**TASK ITEM:** Go over the lines below, and when one contains the word "StatisticsSource", copy it.

Saved entries:
-- Opening Marker --

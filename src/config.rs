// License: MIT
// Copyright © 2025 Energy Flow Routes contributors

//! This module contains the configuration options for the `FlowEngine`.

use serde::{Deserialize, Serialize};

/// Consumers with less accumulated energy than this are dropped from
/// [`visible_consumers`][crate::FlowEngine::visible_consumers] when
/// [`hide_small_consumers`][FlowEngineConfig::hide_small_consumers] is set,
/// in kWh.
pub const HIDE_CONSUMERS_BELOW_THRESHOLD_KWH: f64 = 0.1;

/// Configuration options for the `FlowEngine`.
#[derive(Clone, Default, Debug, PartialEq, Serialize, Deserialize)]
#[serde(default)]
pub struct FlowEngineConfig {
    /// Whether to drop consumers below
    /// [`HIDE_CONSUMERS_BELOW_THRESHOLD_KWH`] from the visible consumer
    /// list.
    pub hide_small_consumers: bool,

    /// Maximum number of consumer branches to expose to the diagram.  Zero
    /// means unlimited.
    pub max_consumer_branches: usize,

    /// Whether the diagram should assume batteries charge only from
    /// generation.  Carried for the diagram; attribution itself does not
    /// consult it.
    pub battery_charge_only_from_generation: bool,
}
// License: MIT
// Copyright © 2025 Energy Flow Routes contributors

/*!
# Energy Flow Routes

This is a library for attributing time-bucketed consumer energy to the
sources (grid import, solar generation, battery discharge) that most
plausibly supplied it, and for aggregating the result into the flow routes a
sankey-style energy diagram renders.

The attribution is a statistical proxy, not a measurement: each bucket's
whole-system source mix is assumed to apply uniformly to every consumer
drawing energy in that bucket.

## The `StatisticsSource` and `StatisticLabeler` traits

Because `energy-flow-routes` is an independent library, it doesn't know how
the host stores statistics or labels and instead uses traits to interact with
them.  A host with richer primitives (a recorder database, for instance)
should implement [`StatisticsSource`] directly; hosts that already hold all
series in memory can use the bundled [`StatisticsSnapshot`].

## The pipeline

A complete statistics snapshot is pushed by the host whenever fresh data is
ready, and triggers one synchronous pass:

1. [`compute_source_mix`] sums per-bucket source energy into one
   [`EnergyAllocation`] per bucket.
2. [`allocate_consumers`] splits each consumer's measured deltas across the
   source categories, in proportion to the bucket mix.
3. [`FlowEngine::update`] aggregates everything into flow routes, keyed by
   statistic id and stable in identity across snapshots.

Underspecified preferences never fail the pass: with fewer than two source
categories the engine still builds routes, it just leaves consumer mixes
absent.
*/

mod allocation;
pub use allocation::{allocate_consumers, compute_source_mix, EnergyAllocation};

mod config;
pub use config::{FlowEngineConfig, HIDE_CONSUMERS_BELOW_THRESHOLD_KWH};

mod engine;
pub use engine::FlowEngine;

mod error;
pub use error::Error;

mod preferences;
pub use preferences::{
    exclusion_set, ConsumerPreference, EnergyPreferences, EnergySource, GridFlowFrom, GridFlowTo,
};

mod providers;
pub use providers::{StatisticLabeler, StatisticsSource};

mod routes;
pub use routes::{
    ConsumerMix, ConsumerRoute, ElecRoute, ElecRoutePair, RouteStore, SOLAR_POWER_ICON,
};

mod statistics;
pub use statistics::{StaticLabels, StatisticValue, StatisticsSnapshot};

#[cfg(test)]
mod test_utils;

-- Closing Marker --

**RESPONSE:**
## The `StatisticsSource` and `StatisticLabeler` traits
should implement [`StatisticsSource`] directly; hosts that already hold all
pub use providers::{StatisticLabeler, StatisticsSource};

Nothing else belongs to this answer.